Jabalí estilo Obelix

-¡Ese es bueno!- Susurró. Apuntó con una soltura de western el pequeño rifle del siete y disparó. El jabalí no dio ni un paso. El resto de la piara atravesó el claro en dos direcciones. El macho grande pasó después a trote, sin correr demasiado, olisqueando con los morros hacia donde estábamos apostados nosotros. La pieza abatida apenas pesaba veinte kilos.

Comenzó a salir el sol por la uve del cerro de la lobera. Flore hacia ya muchos años que no cazaba a los grandes, esos se los dejaba a los monteros finos que luego se retratarían con los animales en la explanada de la casona, bajo los dos enormes eucaliptos. Dejamos la pieza cubierta de brezo para que no le picara la moscarda y bajamos al bancal abandonado del llano donde, a la sombra fresca de grandes robles olvidados, nacían todos los octubres buenos hongos marrones.

La garganta bajaba por fin crecida tras las últimas tormentas y el campo comenzaba a reverdecer con esa timidez incierta que da el primer frío. Metimos el montón de boletos dentro de mi jersey y volvimos a por el pequeño jabalí.  Los recuerdos son así, minuciosos a veces aunque llegan de muy lejos, vagos e imprecisos a pesar de haberlos vivido ayer.

Ya en la casa, tras desollar, destripar y sangrar bien al bicho, metió su cuerpecillo en una vieja tinaja que parecía hecha a medida. Dentro vertió un gran cubo de adobo hecho con un gran manojo de tomillo, varias ramas de laurel, romero, pimentón, varios puñados de flores de orégano, dos litros de vino de pitarra, un kilo de miel de brezo, medio de sal y el machado de dos cabezas de ajo.

Ahora que ya no está, cada vez que piso de nuevo sus dominios vuelve a mi lado esa voz y vuelven sus sentencias, decires, consejos, razones. Tenía un voz ronca, franca, orgullosa, libre. Ahora lo sé. Era un tipo curioso, sin apenas prejuicios, todo lo que afirmaba antes lo había comprobado a través de su propia experiencia en la vida o en el campo. Pero le hacía gracia que tomase en tanta consideración sus palabras, que anotase de forma minuciosa sus historias en mi grueso cuaderno de campo.

Tiempo atrás había visto en una de las revistas atrasadas que le solía dejar el dueño de la dehesa, que en lugares lejanos de América, en Misisipi o Montana, otros cazadores asaban y ahumaban los puercos cazados. Así que siguiendo el dibujo que había en la revista, con dos bidones grandes de gruesa chapa de acero, fabricó su propio ahumador y aprendió a asar así muchas de las piezas de caza.
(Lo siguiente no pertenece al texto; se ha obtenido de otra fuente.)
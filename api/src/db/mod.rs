// Database Module
// This module handles the relational store connection for the Rosalie API

pub mod error;
pub mod pool;

pub use error::DbError;
pub use pool::DbPool;
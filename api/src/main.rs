// Rosalie API server entry point

mod app;
mod cache;
mod config;
mod db;
mod entity;
mod error;
mod handlers;
mod models;
mod services;

use std::error::Error;
use std::net::SocketAddr;
use std::sync::Arc;

use tokio::signal;
use tracing_subscriber::{layer::SubscriberExt, util::SubscriberInitExt};

use cache::RedisStore;
use config::{redact_url, ApiConfig};
use db::DbPool;
use handlers::AppState;

fn load_env() {
    dotenv::dotenv().ok();
}

#[tokio::main]
async fn main() -> Result<(), Box<dyn Error>> {
    load_env();
    // Configure logging with tracing
    tracing_subscriber::registry()
        .with(tracing_subscriber::EnvFilter::new(
            std::env::var("RUST_LOG").unwrap_or_else(|_| "info".into()),
        ))
        .with(tracing_subscriber::fmt::layer())
        .init();

    // Load API configuration from environment
    let config = ApiConfig::from_env();
    tracing::info!("Configuration loaded");

    // Establish database connection pool
    tracing::info!("Connecting to database: {}", config.redacted_database_url());
    let db_pool = DbPool::new(&config).await?;
    tracing::info!("Connected to database");

    if config.run_migrations {
        db_pool.migrate().await?;
        tracing::info!("Database schema is up to date");
    }

    // The client connects lazily, so an unavailable Redis does not block startup
    let cache = RedisStore::new(&config)?;
    tracing::info!("Redis client ready for {}", redact_url(&config.redis_url));

    let app_state = Arc::new(AppState { db: db_pool, cache });
    let app = app::build_router(app_state);

    // Parse server address from config
    let addr: SocketAddr = config.server_addr().parse()?;

    // Start HTTP server
    tracing::info!("Starting server on {}", addr);
    let listener = tokio::net::TcpListener::bind(&addr).await?;
    axum::serve(listener, app)
        .with_graceful_shutdown(shutdown_signal())
        .await?;

    tracing::info!("Server stopped");
    Ok(())
}

/// Resolves on Ctrl+C or SIGTERM
async fn shutdown_signal() {
    let ctrl_c = async {
        if let Err(e) = signal::ctrl_c().await {
            tracing::error!("Failed to install Ctrl+C handler: {}", e);
            std::future::pending::<()>().await;
        }
    };

    #[cfg(unix)]
    let terminate = async {
        match signal::unix::signal(signal::unix::SignalKind::terminate()) {
            Ok(mut sig) => {
                sig.recv().await;
            }
            Err(e) => {
                tracing::error!("Failed to install SIGTERM handler: {}", e);
                std::future::pending::<()>().await;
            }
        }
    };

    #[cfg(not(unix))]
    let terminate = std::future::pending::<()>();

    tokio::select! {
        _ = ctrl_c => {
            tracing::warn!("Received Ctrl+C, shutting down");
        }
        _ = terminate => {
            tracing::warn!("Received SIGTERM, shutting down");
        }
    }
}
El pequeño jabalí se pasó nadando en el adobo dos días y metido en el bidón caliente de arriba un día entero mientras Flore regulaba con mano experta la leña y las hierbas precisas que si iban quemando despacio en el bidón de abajo o untaba a cada hora, una y otra vez, la carne con el chimichurri espeso del adobo. Por la noche vinieron al husmo o al humo los cuatro pastores que tenían las ovejas en los rediles del hondo que daba a la laguna cercana.

Ellos trajeron el pan, tres quesos frescos, uno bien curado y un cesto con los últimos tomates del año con los que hicieron el típico rinrán de la tierra. Yo aportaba el vino fino del norte que luego hizo chascar muchas veces las lenguas y soltar tantas risas. Flore colocó el jabalí entero y renegrido encima de una gran fuente de loza.

Sixta, su mujer, guisó un revuelto con los boletos, una docena de huevos y un ligero ciscado de pimentón rabioso. De postre teníamos una gran fuente de higos de pezón largo y corazón rojo. Recuerdo que hice alguna foto porque la estampa de aquella mesa lista para el festín me recordaba al gran tablón final de los comic de Asterix y Obelix.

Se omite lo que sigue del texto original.